This has always been an interesting question, particularly as osteoarthritis is such a big problem in older dogs and cats. There are still questions in the world of science about which joint supplements actually work and from what age they should be taken. The same questions exist in the human world. This has become a big area of research in veterinary medicine, particularly over the past 5 years as companies are producing better and more palatable options. My recommendations have certainly changed over the years as the research has shed new light on what is effective and as the products have improved. I will give you my recommendations in just a moment, but let us first have a look at some of these questions surrounding the joint supplement argument.

Most people have heard of glucosamine and chondroitin. Traditionally these have been supplied for use in dogs and horses in the form of powders or incorporated into flavoured treats. These products are believed to help provide the building-blocks for cartilage repair, basically like a matrix substrate upon which cartilage can re-build itself. This, however, is still not conclusive. There are a lot of researchers who still cast doubt on whether orally consumed glucosamine and chondroitin can actually get transported to the articular cartilage after being absorbed through the intestinal tract.

My current opinion, based on my understanding of the research, is that we do not know whether or not glucosamine and chondroitin are actually effective, but we do know that, taken in prescribed doses, they probably do not cause any harm.

We do have more evidence surrounding the use of Omega-3 fatty acids. Omega-3s have an effect on the body’s inflammatory prostaglandins and produce a reduction in inflammation.
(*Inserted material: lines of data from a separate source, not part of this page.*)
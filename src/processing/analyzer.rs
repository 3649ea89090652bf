//! Resume analysis facade: prompt construction on top of the pipeline

use crate::config::Config;
use crate::error::Result;
use crate::llm::client::ChatModel;
use crate::llm::prompts::{PromptStore, COMBINE_RESULTS, RESUME_ANALYSIS};
use crate::output::report::{AnalysisReport, ReportMetadata};
use crate::processing::pipeline::{AnalysisPipeline, AnalysisRequest};
use chrono::Utc;
use std::sync::Arc;
use std::time::Instant;

/// The category values a user selects before running an analysis
#[derive(Debug, Clone, PartialEq)]
pub struct AnalysisTarget {
    pub designation: String,
    pub experience: String,
    pub domain: String,
}

impl AnalysisTarget {
    pub fn new(designation: impl Into<String>, experience: impl Into<String>, domain: impl Into<String>) -> Self {
        Self {
            designation: designation.into(),
            experience: experience.into(),
            domain: domain.into(),
        }
    }
}

pub struct ResumeAnalyzer {
    pipeline: AnalysisPipeline,
    prompts: PromptStore,
    model_identifier: String,
    max_output_tokens: u32,
    temperature: f32,
}

impl ResumeAnalyzer {
    pub fn new(
        pipeline: AnalysisPipeline,
        prompts: PromptStore,
        model_identifier: impl Into<String>,
        max_output_tokens: u32,
        temperature: f32,
    ) -> Self {
        Self {
            pipeline,
            prompts,
            model_identifier: model_identifier.into(),
            max_output_tokens,
            temperature,
        }
    }

    /// Wire up the pipeline from configuration. The combine instruction is
    /// resolved here so a prompt file without it fails before any model call.
    pub fn from_config(config: &Config, model: Arc<dyn ChatModel>, prompts: PromptStore) -> Result<Self> {
        let combine_instruction = prompts.get_prompt(COMBINE_RESULTS, &[])?;
        let pipeline = AnalysisPipeline::new(model, combine_instruction, config.analysis.chunk_size)
            .with_max_concurrency(config.analysis.max_concurrent_requests);

        Ok(Self::new(
            pipeline,
            prompts,
            config.api.model.clone(),
            config.analysis.max_output_tokens,
            config.api.temperature,
        ))
    }

    pub fn with_model(mut self, model_identifier: impl Into<String>) -> Self {
        self.model_identifier = model_identifier.into();
        self
    }

    pub fn with_temperature(mut self, temperature: f32) -> Self {
        self.temperature = temperature;
        self
    }

    pub fn model_identifier(&self) -> &str {
        &self.model_identifier
    }

    pub async fn analyze_resume(&self, text: &str, designation: &str, experience: &str, domain: &str) -> Result<String> {
        let request = self.build_request(text, &AnalysisTarget::new(designation, experience, domain))?;
        self.pipeline.analyze(&request).await
    }

    /// Run the analysis and wrap the result with parsed sections and metadata.
    pub async fn analyze_resume_report(&self, text: &str, target: &AnalysisTarget) -> Result<AnalysisReport> {
        let start = Instant::now();
        let request = self.build_request(text, target)?;
        let output = self.pipeline.run(&request).await?;

        let metadata = ReportMetadata {
            designation: target.designation.clone(),
            experience: target.experience.clone(),
            domain: target.domain.clone(),
            model: self.model_identifier.clone(),
            chunk_count: output.chunk_count,
            merged: output.merged,
            resume_characters: text.chars().count(),
            generated_at: Utc::now(),
            processing_time_ms: start.elapsed().as_millis() as u64,
        };

        Ok(AnalysisReport::from_analysis(output.text, metadata))
    }

    fn build_request(&self, text: &str, target: &AnalysisTarget) -> Result<AnalysisRequest> {
        let prompt = self.prompts.get_prompt(
            RESUME_ANALYSIS,
            &[
                ("designation", target.designation.as_str()),
                ("experience", target.experience.as_str()),
                ("domain", target.domain.as_str()),
            ],
        )?;

        Ok(AnalysisRequest::new(
            text,
            prompt,
            self.model_identifier.clone(),
            self.max_output_tokens,
            self.temperature,
        ))
    }
}
//! Resume analyzer library

pub mod cli;
pub mod config;
pub mod error;
pub mod input;
pub mod processing;
pub mod llm;
pub mod output;

pub use error::{Result, ResumeAnalyzerError};
pub use config::Config;
//! Input processing module
//! Handles file detection and text extraction

pub mod file_detector;
pub mod text_extractor;
pub mod manager;

pub use manager::InputManager;
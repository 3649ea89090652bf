//! Chat-completions client for the hosted model API
//!
//! Every remote model call in the crate goes through [`ChatModel`]. The
//! production implementation is [`GroqClient`], which speaks the
//! OpenAI-compatible `/chat/completions` protocol. Failures are returned as
//! [`LlmError`] straight away; there is no retry.

use async_trait::async_trait;
use log::debug;
use reqwest::Client;
use serde::{Deserialize, Serialize};
use std::time::Duration;
use thiserror::Error;

#[derive(Debug, Error)]
pub enum LlmError {
    #[error("HTTP error: {0}")]
    Http(#[from] reqwest::Error),

    #[error("API error (status {status}): {message}")]
    Api { status: u16, message: String },

    #[error("Malformed response: {0}")]
    Parse(#[from] serde_json::Error),

    #[error("Model returned no content")]
    EmptyContent,
}

#[derive(Debug, Clone, PartialEq, Serialize, Deserialize)]
pub struct ChatMessage {
    pub role: String,
    pub content: String,
}

impl ChatMessage {
    pub fn user(content: impl Into<String>) -> Self {
        Self {
            role: "user".to_string(),
            content: content.into(),
        }
    }
}

/// A single completion request: one user message plus sampling parameters.
#[derive(Debug, Clone, PartialEq, Serialize)]
pub struct ChatRequest {
    pub model: String,
    pub messages: Vec<ChatMessage>,
    pub max_tokens: u32,
    pub temperature: f32,
}

impl ChatRequest {
    /// Build the `prompt + "\n\n" + text` user message the analysis flow sends.
    pub fn instruction(prompt: &str, text: &str, model: &str, max_tokens: u32, temperature: f32) -> Self {
        Self {
            model: model.to_string(),
            messages: vec![ChatMessage::user(format!("{}\n\n{}", prompt, text))],
            max_tokens,
            temperature,
        }
    }
}

#[async_trait]
pub trait ChatModel: Send + Sync {
    /// Send one request and return the generated text, untrimmed.
    async fn complete(&self, request: &ChatRequest) -> Result<String, LlmError>;
}

#[derive(Debug, Deserialize)]
struct ChatCompletionResponse {
    choices: Vec<Choice>,
    usage: Option<Usage>,
}

#[derive(Debug, Deserialize)]
struct Choice {
    message: ResponseMessage,
}

#[derive(Debug, Deserialize)]
struct ResponseMessage {
    content: Option<String>,
}

#[derive(Debug, Deserialize)]
struct Usage {
    prompt_tokens: u32,
    completion_tokens: u32,
}

#[derive(Debug, Deserialize)]
struct ApiErrorEnvelope {
    error: ApiErrorBody,
}

#[derive(Debug, Deserialize)]
struct ApiErrorBody {
    message: String,
}

/// Client for Groq's OpenAI-compatible endpoint. Holds the credential for
/// the lifetime of the process; cloning shares the connection pool.
#[derive(Clone)]
pub struct GroqClient {
    client: Client,
    endpoint: String,
    api_key: String,
}

impl GroqClient {
    pub fn new(base_url: &str, api_key: String, timeout: Duration) -> Result<Self, LlmError> {
        let client = Client::builder().timeout(timeout).build()?;
        Ok(Self {
            client,
            endpoint: completions_endpoint(base_url),
            api_key,
        })
    }

    pub fn endpoint(&self) -> &str {
        &self.endpoint
    }
}

#[async_trait]
impl ChatModel for GroqClient {
    async fn complete(&self, request: &ChatRequest) -> Result<String, LlmError> {
        let response = self
            .client
            .post(&self.endpoint)
            .bearer_auth(&self.api_key)
            .json(request)
            .send()
            .await?;

        let status = response.status();
        let body = response.text().await?;

        if !status.is_success() {
            return Err(LlmError::Api {
                status: status.as_u16(),
                message: api_error_message(&body),
            });
        }

        parse_completion(&body)
    }
}

fn completions_endpoint(base_url: &str) -> String {
    format!("{}/chat/completions", base_url.trim_end_matches('/'))
}

/// Prefer the provider's `error.message`, falling back to the raw body.
fn api_error_message(body: &str) -> String {
    serde_json::from_str::<ApiErrorEnvelope>(body)
        .map(|e| e.error.message)
        .unwrap_or_else(|_| body.to_string())
}

fn parse_completion(body: &str) -> Result<String, LlmError> {
    let completion: ChatCompletionResponse = serde_json::from_str(body)?;

    if let Some(usage) = &completion.usage {
        debug!(
            "Completion succeeded: prompt_tokens={}, completion_tokens={}",
            usage.prompt_tokens, usage.completion_tokens
        );
    }

    completion
        .choices
        .into_iter()
        .next()
        .and_then(|choice| choice.message.content)
        .ok_or(LlmError::EmptyContent)
}

#[cfg(test)]
mod tests {
    use super::*;

    #[test]
    fn test_instruction_request_shape() {
        let request = ChatRequest::instruction("Analyze this", "resume body", "gemma2-9b-it", 1500, 0.5);
        let json = serde_json::to_value(&request).unwrap();

        assert_eq!(json["model"], "gemma2-9b-it");
        assert_eq!(json["max_tokens"], 1500);
        assert_eq!(json["temperature"], 0.5);
        assert_eq!(json["messages"][0]["role"], "user");
        assert_eq!(json["messages"][0]["content"], "Analyze this\n\nresume body");
        assert_eq!(json["messages"].as_array().unwrap().len(), 1);
    }

    #[test]
    fn test_endpoint_normalizes_trailing_slash() {
        assert_eq!(
            completions_endpoint("https://api.groq.com/openai/v1/"),
            "https://api.groq.com/openai/v1/chat/completions"
        );
        assert_eq!(
            completions_endpoint("http://localhost:8080/v1"),
            "http://localhost:8080/v1/chat/completions"
        );
    }

    #[test]
    fn test_client_endpoint_from_base_url() {
        let client = GroqClient::new(
            "https://api.groq.com/openai/v1/",
            "gsk_test".to_string(),
            Duration::from_secs(5),
        )
        .unwrap();
        assert_eq!(client.endpoint(), "https://api.groq.com/openai/v1/chat/completions");
    }

    #[test]
    fn test_parse_completion_takes_first_choice() {
        let body = r#"{
            "choices": [
                {"index": 0, "message": {"role": "assistant", "content": "  Score: 80/100  "}},
                {"index": 1, "message": {"role": "assistant", "content": "ignored"}}
            ],
            "usage": {"prompt_tokens": 12, "completion_tokens": 5, "total_tokens": 17}
        }"#;
        assert_eq!(parse_completion(body).unwrap(), "  Score: 80/100  ");
    }

    #[test]
    fn test_parse_completion_without_choices() {
        let body = r#"{"choices": []}"#;
        assert!(matches!(parse_completion(body), Err(LlmError::EmptyContent)));

        let body = r#"{"choices": [{"message": {"role": "assistant", "content": null}}]}"#;
        assert!(matches!(parse_completion(body), Err(LlmError::EmptyContent)));
    }

    #[test]
    fn test_parse_completion_malformed_body() {
        assert!(matches!(parse_completion("<html>bad gateway</html>"), Err(LlmError::Parse(_))));
    }

    #[test]
    fn test_api_error_message_extraction() {
        let body = r#"{"error": {"message": "Invalid API Key", "type": "invalid_request_error"}}"#;
        assert_eq!(api_error_message(body), "Invalid API Key");
        assert_eq!(api_error_message("upstream timeout"), "upstream timeout");
    }
}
This helps to reduce joint inflammation in dogs and cats with arthritis. I am a big supporter of ensuring that older pets get a source of Omega-3s. Clients often ask me if they can give their dog fish oil capsules. Technically the answer is yes, but the administration of Omega-3s is not so straight forward and we need to keep in mind that too much can cause problems (it can result in blood clotting disorders) and dosage calculation is based on metabolic weight rather than actual weight. It is also important to ensure that the Omega-3 to Omega-6 ratio is optimal. Hence it’s not so simple. While adding sardines or other healthy fish to a diet is safe, I find the best way to get the correct dosage of Omega-3s into a pet’s diet is to use a pre-formulated veterinary product.

So what am I advising these days? My favourite joint supplement of the past year has been 4Cyte. This only came out in Australia just over 1 year ago and we are seeing really great results. It is made up of a plant extract called Epiitalis, marine cartilage and abalone for Omega-3 fatty acids. Epiitalis is not only thought to produce proliferation of cartilage cells (chondrocytes), but also reduces the rate at which they become degraded. Research studies have also shown that, in terms of reduced joint pain and increased mobility, 4Cyte has similar effects to the non-steroidal anti-inflammatory, carprofen (which is a prescription drug with known side effects). So 4Cyte is a very safe option.

As we have been getting more patients on 4Cyte, we have seen some remarkable changes in the activity levels and mobility of a lot of our older patients. The main benefits of 4Cyte are as follows:

  • It is safe to use from a young age and for a long period of time
  • We have the research to back up its effect in improving mobility and reducing joint pain
  • It's really affordable (Give us a call to get prices …. You will be surprised at how much cheaper it is than other products)
  • It’s presented as tasty little pebbles that get sprinkled in your pet’s dinner
  • Cats can take it too

I have seen the results for myself in patients that were sore and stiff, who are now active and mobile after the first 21-28 days of administration.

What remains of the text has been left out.